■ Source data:
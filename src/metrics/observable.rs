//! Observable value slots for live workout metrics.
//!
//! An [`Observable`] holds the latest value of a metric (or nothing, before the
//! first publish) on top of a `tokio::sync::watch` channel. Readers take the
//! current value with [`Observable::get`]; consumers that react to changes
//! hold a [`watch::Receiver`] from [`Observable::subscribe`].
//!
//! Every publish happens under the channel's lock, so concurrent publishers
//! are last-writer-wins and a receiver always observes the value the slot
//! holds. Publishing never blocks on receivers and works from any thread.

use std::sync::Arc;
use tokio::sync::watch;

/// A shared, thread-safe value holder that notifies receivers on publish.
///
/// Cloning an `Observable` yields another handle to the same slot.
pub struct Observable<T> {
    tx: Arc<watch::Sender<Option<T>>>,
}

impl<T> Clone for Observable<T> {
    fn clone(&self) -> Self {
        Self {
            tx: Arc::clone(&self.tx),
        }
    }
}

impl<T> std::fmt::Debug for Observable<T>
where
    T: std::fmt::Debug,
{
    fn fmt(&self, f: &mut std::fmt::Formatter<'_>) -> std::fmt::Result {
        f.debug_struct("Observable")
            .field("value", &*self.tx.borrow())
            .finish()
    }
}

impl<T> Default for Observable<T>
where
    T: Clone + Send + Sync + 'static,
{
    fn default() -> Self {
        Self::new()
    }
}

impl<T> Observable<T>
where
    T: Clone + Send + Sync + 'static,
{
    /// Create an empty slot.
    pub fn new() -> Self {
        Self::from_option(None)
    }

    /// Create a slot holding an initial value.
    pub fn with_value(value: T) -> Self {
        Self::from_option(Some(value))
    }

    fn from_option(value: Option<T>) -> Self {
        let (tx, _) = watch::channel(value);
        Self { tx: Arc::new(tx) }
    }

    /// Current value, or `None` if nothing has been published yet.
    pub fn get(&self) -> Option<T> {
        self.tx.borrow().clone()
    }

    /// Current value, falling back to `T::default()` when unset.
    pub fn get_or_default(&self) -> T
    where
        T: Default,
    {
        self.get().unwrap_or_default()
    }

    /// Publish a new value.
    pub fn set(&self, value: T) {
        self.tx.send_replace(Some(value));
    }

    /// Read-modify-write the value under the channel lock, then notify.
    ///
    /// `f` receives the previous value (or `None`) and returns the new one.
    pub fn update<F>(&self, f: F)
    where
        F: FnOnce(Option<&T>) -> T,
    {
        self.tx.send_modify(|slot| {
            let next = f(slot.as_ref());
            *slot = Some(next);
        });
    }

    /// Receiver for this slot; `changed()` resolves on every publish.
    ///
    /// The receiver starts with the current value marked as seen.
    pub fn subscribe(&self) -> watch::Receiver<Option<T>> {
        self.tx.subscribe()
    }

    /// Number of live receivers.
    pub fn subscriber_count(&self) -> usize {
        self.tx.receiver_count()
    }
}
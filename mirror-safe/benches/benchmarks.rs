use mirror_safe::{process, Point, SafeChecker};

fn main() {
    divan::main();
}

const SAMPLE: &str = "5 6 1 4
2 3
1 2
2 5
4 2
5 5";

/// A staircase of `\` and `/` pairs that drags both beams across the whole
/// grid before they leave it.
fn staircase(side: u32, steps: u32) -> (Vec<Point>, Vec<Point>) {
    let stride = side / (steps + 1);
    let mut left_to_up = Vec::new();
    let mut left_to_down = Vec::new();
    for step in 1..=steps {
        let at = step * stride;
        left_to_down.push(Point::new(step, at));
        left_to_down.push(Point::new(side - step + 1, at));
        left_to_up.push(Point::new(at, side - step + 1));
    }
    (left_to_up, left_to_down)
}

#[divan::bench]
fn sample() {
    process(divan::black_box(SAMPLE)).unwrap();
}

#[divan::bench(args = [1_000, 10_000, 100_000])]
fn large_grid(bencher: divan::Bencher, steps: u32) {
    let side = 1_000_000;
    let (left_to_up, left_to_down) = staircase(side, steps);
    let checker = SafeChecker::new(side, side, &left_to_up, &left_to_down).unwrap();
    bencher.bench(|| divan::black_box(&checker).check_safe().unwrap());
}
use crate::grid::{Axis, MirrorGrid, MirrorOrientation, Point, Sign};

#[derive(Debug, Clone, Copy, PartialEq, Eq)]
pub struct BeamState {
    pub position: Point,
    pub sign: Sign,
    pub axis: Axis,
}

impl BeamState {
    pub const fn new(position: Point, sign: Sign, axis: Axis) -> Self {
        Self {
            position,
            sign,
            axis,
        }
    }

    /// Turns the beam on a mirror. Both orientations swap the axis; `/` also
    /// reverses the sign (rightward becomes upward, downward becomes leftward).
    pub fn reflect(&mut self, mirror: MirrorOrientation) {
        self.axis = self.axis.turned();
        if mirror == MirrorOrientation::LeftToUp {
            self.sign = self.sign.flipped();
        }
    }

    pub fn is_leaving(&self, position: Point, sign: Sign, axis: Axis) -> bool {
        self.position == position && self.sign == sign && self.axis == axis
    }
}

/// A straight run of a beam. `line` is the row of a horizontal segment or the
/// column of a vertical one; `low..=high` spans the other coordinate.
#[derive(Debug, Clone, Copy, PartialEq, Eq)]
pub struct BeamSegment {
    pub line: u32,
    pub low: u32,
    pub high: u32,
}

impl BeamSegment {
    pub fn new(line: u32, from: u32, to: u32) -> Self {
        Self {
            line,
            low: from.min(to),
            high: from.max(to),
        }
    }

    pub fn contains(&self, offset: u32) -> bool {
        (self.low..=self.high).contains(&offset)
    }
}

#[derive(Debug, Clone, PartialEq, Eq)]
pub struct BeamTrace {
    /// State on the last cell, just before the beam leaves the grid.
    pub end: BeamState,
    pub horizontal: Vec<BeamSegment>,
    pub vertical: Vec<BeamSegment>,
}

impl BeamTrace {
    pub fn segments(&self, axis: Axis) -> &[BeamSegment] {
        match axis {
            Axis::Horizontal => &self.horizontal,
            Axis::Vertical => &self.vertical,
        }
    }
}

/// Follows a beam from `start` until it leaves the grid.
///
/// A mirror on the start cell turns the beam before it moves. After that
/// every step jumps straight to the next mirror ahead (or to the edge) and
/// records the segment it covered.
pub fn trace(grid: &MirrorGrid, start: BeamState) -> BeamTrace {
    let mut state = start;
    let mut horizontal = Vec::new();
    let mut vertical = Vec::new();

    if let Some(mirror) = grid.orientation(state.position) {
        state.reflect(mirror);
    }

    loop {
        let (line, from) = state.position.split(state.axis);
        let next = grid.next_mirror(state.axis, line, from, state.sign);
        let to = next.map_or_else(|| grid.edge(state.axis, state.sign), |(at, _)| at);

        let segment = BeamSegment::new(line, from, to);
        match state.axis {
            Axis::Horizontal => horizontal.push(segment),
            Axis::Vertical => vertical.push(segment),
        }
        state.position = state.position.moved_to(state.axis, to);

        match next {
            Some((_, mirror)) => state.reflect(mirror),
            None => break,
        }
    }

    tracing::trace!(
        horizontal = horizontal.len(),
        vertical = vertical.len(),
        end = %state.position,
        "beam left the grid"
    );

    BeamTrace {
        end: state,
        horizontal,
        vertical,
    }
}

■ WORK REQUIRED:
Please copy the lines above from the line with "F: FnOnce(Option<&T>) ->" up to and including the line with "self.tx.subscribe()", exactly as written and with nothing else.

■ SOLUTION TO THE PROBLEM:
        F: FnOnce(Option<&T>) -> T,
    {
        self.tx.send_modify(|slot| {
            let next = f(slot.as_ref());
            *slot = Some(next);
        });
    }

    /// Receiver for this slot; `changed()` resolves on every publish.
    ///
    /// The receiver starts with the current value marked as seen.
    pub fn subscribe(&self) -> watch::Receiver<Option<T>> {
        self.tx.subscribe()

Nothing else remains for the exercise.